Racist Ingolstadt Haema
I am writing this both in English and German.
Do not waste your time donating blood because even if you have good intentions, they will not allow you to donate blood if you don't speak Fluent German. This happened at Haema Ingolstadt.
I really felt discriminated and humiliated during the interview. It felt like more of an interrogation by the one who's at the office cubicle. She doesn't seem like a doctor to me by the manner that she showed.
I was asked personal questions why I was in Germany and how long have I been here. I answered in German but she was not satisfied. She said I did not understand them fully and therefore I cannot donate. I was kicked out.
The ladies at the reception issued me an ID already. I clarified whether I cannot donate anymore. I was told to just return when my German is better.
I really felt the racism here.
I was hurt and so I returned their printed ID and the freebie that the reception gave me.
I do not need freebies to appease me.
The ladies at the reception have better attitude but the one in the cubicle was the worst racist ever that I encountered since I moved here.
Ich schreibe dies sowohl auf Englisch als auch auf Deutsch.
Verschwenden Sie nicht Ihre Zeit mit dem Blutspenden, denn selbst wenn Sie gute Absichten haben, wird man Sie nicht zum Blutspenden zulassen, wenn Sie nicht fließend Deutsch sprechen. Das ist bei Haema Ingolstadt passiert.

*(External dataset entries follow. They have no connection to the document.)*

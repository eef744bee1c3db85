//! Recommendation generator integration tests

use chrono::Utc;
use proptest::prelude::*;

use shared::fusion::fuse_at;
use shared::models::{FusedReading, Location, RiskScore, ScoredLocation, Severity};
use shared::recommend;

fn reading() -> FusedReading {
    fuse_at(&[], Utc::now())
}

fn scored(id: &str, name: &str, sheltered: bool, score: u8) -> ScoredLocation {
    ScoredLocation {
        location: Location {
            id: id.to_string(),
            name: name.to_string(),
            is_sheltered: sheltered,
            exposure_factor: 0.7,
        },
        risk: RiskScore {
            location_id: id.to_string(),
            score,
        },
    }
}

fn platforms() -> Vec<ScoredLocation> {
    vec![
        scored("P3", "Platform 3", false, 78),
        scored("P4", "Platform 4", false, 55),
        scored("P5", "Platform 5", true, 80),
    ]
}

#[test]
fn test_heavy_rain_alone_yields_single_critical() {
    let mut r = reading();
    r.precipitation_rate = 12.0;
    r.wind_speed = 5.0;
    r.temperature = 20.0;
    r.humidity = 50.0;
    r.pressure = 1013.0;

    let recs = recommend(&r, &platforms());
    assert_eq!(recs.len(), 1);
    assert_eq!(recs[0].severity, Severity::Critical);
    // Only the unsheltered high-risk platform is cited
    assert_eq!(recs[0].locations, vec!["Platform 3".to_string()]);
    assert_eq!(recs[0].affected_passengers, Some(150));
}

#[test]
fn test_extreme_wind_cites_all_unsheltered() {
    let mut r = reading();
    r.wind_speed = 24.7;

    let recs = recommend(&r, &platforms());
    assert_eq!(recs.len(), 1);
    assert_eq!(recs[0].severity, Severity::Critical);
    assert_eq!(
        recs[0].locations,
        vec!["Platform 3".to_string(), "Platform 4".to_string()]
    );
    assert_eq!(recs[0].affected_passengers, Some(300));
}

#[test]
fn test_medium_rules_cite_medium_risk_band_only() {
    let mut r = reading();
    r.precipitation_rate = 6.0;
    r.wind_speed = 15.0;

    let recs = recommend(&r, &platforms());
    assert_eq!(recs.len(), 2);
    for rec in &recs {
        assert_eq!(rec.severity, Severity::Medium);
        assert_eq!(rec.locations, vec!["Platform 4".to_string()]);
    }
    assert_eq!(recs[0].affected_passengers, Some(100));
    assert_eq!(recs[1].affected_passengers, None);
}

#[test]
fn test_generic_rules_carry_no_locations() {
    let mut r = reading();
    r.temperature = -3.0;
    r.pressure = 992.0;

    let recs = recommend(&r, &platforms());
    assert_eq!(recs.len(), 2);
    assert_eq!(recs[0].severity, Severity::Medium); // ice
    assert_eq!(recs[1].severity, Severity::Preventive); // pressure
    assert!(recs.iter().all(|rec| rec.locations.is_empty()));
}

#[test]
fn test_humidity_rule_needs_warm_air() {
    let mut r = reading();
    r.humidity = 95.0;
    r.temperature = 18.0;
    assert!(recommend(&r, &platforms()).is_empty());

    r.temperature = 25.0;
    let recs = recommend(&r, &platforms());
    assert_eq!(recs.len(), 1);
    assert_eq!(recs[0].severity, Severity::Preventive);
}

#[test]
fn test_calm_conditions_mean_empty_set() {
    assert!(recommend(&reading(), &platforms()).is_empty());
}

proptest! {
    /// Output order always follows rule declaration order: criticals first,
    /// then medium, then preventive
    #[test]
    fn prop_severity_order_is_monotonic(
        precipitation in 0.0f64..=40.0,
        wind in 0.0f64..=40.0,
        temperature in -10.0f64..=45.0,
        humidity in 0.0f64..=100.0,
        pressure in 980.0f64..=1030.0,
    ) {
        let mut r = reading();
        r.precipitation_rate = precipitation;
        r.wind_speed = wind;
        r.temperature = temperature;
        r.humidity = humidity;
        r.pressure = pressure;

        let recs = recommend(&r, &platforms());
        let ranks: Vec<u8> = recs
            .iter()
            .map(|rec| match rec.severity {
                Severity::Critical => 0,
                Severity::Medium => 1,
                Severity::Preventive => 2,
            })
            .collect();
        let mut sorted = ranks.clone();
        sorted.sort_unstable();
        prop_assert_eq!(ranks, sorted);
    }

    /// The generator never fails and is idempotent for any plausible reading
    #[test]
    fn prop_recommend_is_idempotent(
        precipitation in 0.0f64..=500.0,
        wind in 0.0f64..=150.0,
    ) {
        let mut r = reading();
        r.precipitation_rate = precipitation;
        r.wind_speed = wind;

        let first = recommend(&r, &platforms());
        let second = recommend(&r, &platforms());
        prop_assert_eq!(
            serde_json::to_string(&first).unwrap(),
            serde_json::to_string(&second).unwrap()
        );
    }
}
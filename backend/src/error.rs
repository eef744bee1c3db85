//! Error handling for the Station Weather Resilience server
//!
//! Provides consistent JSON error responses across all endpoints

use axum::{
    http::StatusCode,
    response::{IntoResponse, Response},
    Json,
};
use serde::Serialize;
use thiserror::Error;

/// Application error types
#[derive(Error, Debug)]
pub enum AppError {
    // Validation errors
    #[error("Validation error: {0}")]
    ValidationError(String),

    #[error("Resource not found: {0}")]
    NotFound(String),

    // Reference data errors
    #[error("Reference data error: {0}")]
    ReferenceData(String),

    // Internal errors
    #[error("Internal server error")]
    InternalError(#[from] anyhow::Error),
}

/// Error response structure
#[derive(Serialize)]
pub struct ErrorResponse {
    pub error: ErrorDetail,
}

#[derive(Serialize)]
pub struct ErrorDetail {
    pub code: String,
    pub message: String,
    #[serde(skip_serializing_if = "Option::is_none")]
    pub field: Option<String>,
}

impl IntoResponse for AppError {
    fn into_response(self) -> Response {
        let (status, error_detail) = match &self {
            AppError::ValidationError(msg) => (
                StatusCode::BAD_REQUEST,
                ErrorDetail {
                    code: "VALIDATION_ERROR".to_string(),
                    message: msg.clone(),
                    field: None,
                },
            ),
            AppError::NotFound(resource) => (
                StatusCode::NOT_FOUND,
                ErrorDetail {
                    code: "NOT_FOUND".to_string(),
                    message: format!("{} not found", resource),
                    field: None,
                },
            ),
            AppError::ReferenceData(msg) => (
                StatusCode::INTERNAL_SERVER_ERROR,
                ErrorDetail {
                    code: "REFERENCE_DATA_ERROR".to_string(),
                    message: msg.clone(),
                    field: None,
                },
            ),
            AppError::InternalError(_) => (
                StatusCode::INTERNAL_SERVER_ERROR,
                ErrorDetail {
                    code: "INTERNAL_ERROR".to_string(),
                    message: "An internal server error occurred".to_string(),
                    field: None,
                },
            ),
        };

        // Log the error for debugging
        tracing::error!("Error: {:?}", self);

        (status, Json(ErrorResponse { error: error_detail })).into_response()
    }
}

/// Result type alias for handlers
pub type AppResult<T> = Result<T, AppError>;
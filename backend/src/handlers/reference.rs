//! HTTP handlers for static reference data

use axum::{extract::State, Json};
use shared::models::{HistoricalEvent, Location};

use crate::AppState;

/// List the monitored locations
pub async fn list_locations(State(state): State<AppState>) -> Json<Vec<Location>> {
    Json(state.assessment.locations().to_vec())
}

/// List the historical event catalog
pub async fn list_historical_events(State(state): State<AppState>) -> Json<Vec<HistoricalEvent>> {
    Json(state.assessment.catalog().to_vec())
}
//! Operational recommendation generator
//!
//! Independent threshold rules over the fused reading; every matching rule
//! fires, in declaration order. Location scores only filter which locations
//! a rule cites, never whether it fires.

use crate::models::{FusedReading, Recommendation, ScoredLocation, Severity};

pub const PASSENGERS_PER_HIGH_RISK_LOCATION: u32 = 150;
pub const PASSENGERS_PER_MEDIUM_RISK_LOCATION: u32 = 100;

fn unsheltered_names(locations: &[ScoredLocation], min: u8, max: u8) -> Vec<String> {
    locations
        .iter()
        .filter(|l| !l.location.is_sheltered && l.risk.score >= min && l.risk.score <= max)
        .map(|l| l.location.name.clone())
        .collect()
}

/// Derive operational actions from a fused reading and the scored locations.
///
/// An empty result means "normal conditions", not "no data".
pub fn recommend(reading: &FusedReading, locations: &[ScoredLocation]) -> Vec<Recommendation> {
    let mut recommendations = Vec::new();

    if reading.precipitation_rate > 10.0 {
        let cited = unsheltered_names(locations, 70, u8::MAX);
        let affected = cited.len() as u32 * PASSENGERS_PER_HIGH_RISK_LOCATION;
        recommendations.push(Recommendation {
            severity: Severity::Critical,
            title: "Torrential Rain - Flooding Risk".to_string(),
            description: format!(
                "Extreme precipitation of {:.1} mm/h",
                reading.precipitation_rate
            ),
            action: "Suspend service on uncovered platforms and evacuate if necessary"
                .to_string(),
            locations: cited,
            affected_passengers: Some(affected),
        });
    }

    if reading.wind_speed > 20.0 {
        let cited = unsheltered_names(locations, 0, u8::MAX);
        let affected = cited.len() as u32 * PASSENGERS_PER_HIGH_RISK_LOCATION;
        recommendations.push(Recommendation {
            severity: Severity::Critical,
            title: "Extreme Winds - Passenger Hazard".to_string(),
            description: format!(
                "Wind of {:.1} m/s exceeds safety limits",
                reading.wind_speed
            ),
            action: "Suspend operations on exposed platforms immediately".to_string(),
            locations: cited,
            affected_passengers: Some(affected),
        });
    }

    if reading.precipitation_rate > 2.0 && reading.precipitation_rate <= 10.0 {
        let cited = unsheltered_names(locations, 50, 69);
        let affected = cited.len() as u32 * PASSENGERS_PER_MEDIUM_RISK_LOCATION;
        recommendations.push(Recommendation {
            severity: Severity::Medium,
            title: "Heavy Rain - Surveillance Needed".to_string(),
            description: format!(
                "Rain of {:.1} mm/h may affect uncovered platforms",
                reading.precipitation_rate
            ),
            action: "Reinforce cleaning staff and place caution signage".to_string(),
            locations: cited,
            affected_passengers: Some(affected),
        });
    }

    if reading.wind_speed > 12.0 && reading.wind_speed <= 20.0 {
        recommendations.push(Recommendation {
            severity: Severity::Medium,
            title: "Strong Wind - Caution".to_string(),
            description: format!("Wind of {:.1} m/s requires supervision", reading.wind_speed),
            action: "Increase surveillance on exposed platforms and alert passengers"
                .to_string(),
            locations: unsheltered_names(locations, 50, 69),
            affected_passengers: None,
        });
    }

    if reading.temperature < -2.0 {
        recommendations.push(Recommendation {
            severity: Severity::Medium,
            title: "Sub-Zero Temperatures - Ice Risk".to_string(),
            description: format!(
                "{:.1}°C can produce slippery surfaces",
                reading.temperature
            ),
            action: "Activate anti-ice protocol and increase safety signage".to_string(),
            locations: Vec::new(),
            affected_passengers: None,
        });
    }

    if reading.temperature > 38.0 {
        recommendations.push(Recommendation {
            severity: Severity::Medium,
            title: "Extreme Temperature - Passenger Risk".to_string(),
            description: format!(
                "{:.1}°C can cause discomfort on exposed platforms",
                reading.temperature
            ),
            action: "Open additional shaded areas and increase water availability".to_string(),
            locations: Vec::new(),
            affected_passengers: None,
        });
    }

    if reading.pressure < 995.0 && reading.pressure >= 990.0 {
        recommendations.push(Recommendation {
            severity: Severity::Preventive,
            title: "Low Pressure - Possible Weather Change".to_string(),
            description: format!(
                "Pressure of {:.0} hPa suggests changing conditions",
                reading.pressure
            ),
            action: "Review the extended forecast and stage equipment if worsening is expected"
                .to_string(),
            locations: Vec::new(),
            affected_passengers: None,
        });
    }

    if reading.humidity > 90.0 && reading.temperature > 20.0 {
        recommendations.push(Recommendation {
            severity: Severity::Preventive,
            title: "High Humidity - Possible Reduced Visibility".to_string(),
            description: format!(
                "Humidity of {:.0}% can cause condensation",
                reading.humidity
            ),
            action: "Check ventilation systems and improve lighting if necessary".to_string(),
            locations: Vec::new(),
            affected_passengers: None,
        });
    }

    recommendations
}

#[cfg(test)]
mod tests {
    use super::*;
    use crate::fusion::fuse_at;
    use crate::models::{Location, RiskScore};
    use chrono::Utc;

    fn reading() -> FusedReading {
        fuse_at(&[], Utc::now())
    }

    fn scored(id: &str, sheltered: bool, score: u8) -> ScoredLocation {
        ScoredLocation {
            location: Location {
                id: id.to_string(),
                name: format!("Platform {}", &id[1..]),
                is_sheltered: sheltered,
                exposure_factor: 0.8,
            },
            risk: RiskScore {
                location_id: id.to_string(),
                score,
            },
        }
    }

    #[test]
    fn test_torrential_rain_fires_single_critical() {
        let mut r = reading();
        r.precipitation_rate = 12.0;
        r.wind_speed = 5.0;
        r.temperature = 20.0;
        r.humidity = 50.0;
        r.pressure = 1013.0;
        let locations = vec![scored("P3", false, 75), scored("P5", true, 80)];

        let recs = recommend(&r, &locations);
        assert_eq!(recs.len(), 1);
        assert_eq!(recs[0].severity, Severity::Critical);
        assert_eq!(recs[0].locations, vec!["Platform 3".to_string()]);
        assert_eq!(recs[0].affected_passengers, Some(150));
    }

    #[test]
    fn test_rules_fire_independently_in_order() {
        let mut r = reading();
        r.precipitation_rate = 22.3;
        r.wind_speed = 24.7;
        r.temperature = 18.4;
        r.humidity = 92.0;
        r.pressure = 998.0;
        let locations = vec![scored("P3", false, 85), scored("P4", false, 60)];

        let recs = recommend(&r, &locations);
        // Torrential rain, then extreme wind; humidity rule needs temp > 20
        assert_eq!(recs.len(), 2);
        assert_eq!(recs[0].title, "Torrential Rain - Flooding Risk");
        assert_eq!(recs[1].title, "Extreme Winds - Passenger Hazard");
        assert_eq!(recs[1].affected_passengers, Some(300));
    }

    #[test]
    fn test_calm_reading_produces_no_recommendations() {
        let locations = vec![scored("P1", true, 0)];
        assert!(recommend(&reading(), &locations).is_empty());
    }

    #[test]
    fn test_medium_band_boundaries() {
        let mut r = reading();
        r.precipitation_rate = 10.0;
        r.wind_speed = 20.0;
        let locations = vec![scored("P4", false, 55)];

        let recs = recommend(&r, &locations);
        assert_eq!(recs.len(), 2);
        assert!(recs.iter().all(|rec| rec.severity == Severity::Medium));
        assert_eq!(recs[0].affected_passengers, Some(100));
        assert_eq!(recs[1].affected_passengers, None);
    }

    #[test]
    fn test_preventive_pressure_window() {
        let mut r = reading();
        r.pressure = 992.0;
        let recs = recommend(&r, &[]);
        assert_eq!(recs.len(), 1);
        assert_eq!(recs[0].severity, Severity::Preventive);

        r.pressure = 989.9;
        assert!(recommend(&r, &[]).is_empty());
    }
}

Ich fühlte mich während des Gesprächs wirklich diskriminiert und gedemütigt. Es fühlte sich eher wie ein Verhör durch die Person an, die in der Bürokabine sitzt. Die Art und Weise, wie sie auftrat, lässt sie nicht wie eine Ärztin erscheinen.
Mir wurden persönliche Fragen gestellt, warum ich in Deutschland bin und wie lange ich schon hier bin. Ich habe auf Deutsch geantwortet, aber sie war nicht zufrieden. Sie sagte, ich hätte sie nicht ganz verstanden und könne deshalb nicht spenden. Ich wurde rausgeschmissen.
Die Damen an der Rezeption haben mir bereits einen Ausweis ausgestellt. Ich klärte, ob ich nicht mehr spenden kann. Mir wurde gesagt, ich solle einfach wiederkommen, wenn mein Deutsch besser ist.
Ich habe den Rassismus hier wirklich gespürt.
Ich war verletzt und habe den ausgedruckten Ausweis und das Werbegeschenk, das ich am Empfang bekommen habe, zurückgegeben.
Ich brauche keine Werbegeschenke, um mich zu beruhigen.
Die Damen an der Rezeption haben eine bessere Einstellung, aber die Dame in der Kabine war die schlimmste Rassistin, der ich je begegnet bin, seit ich hierher gezogen bin.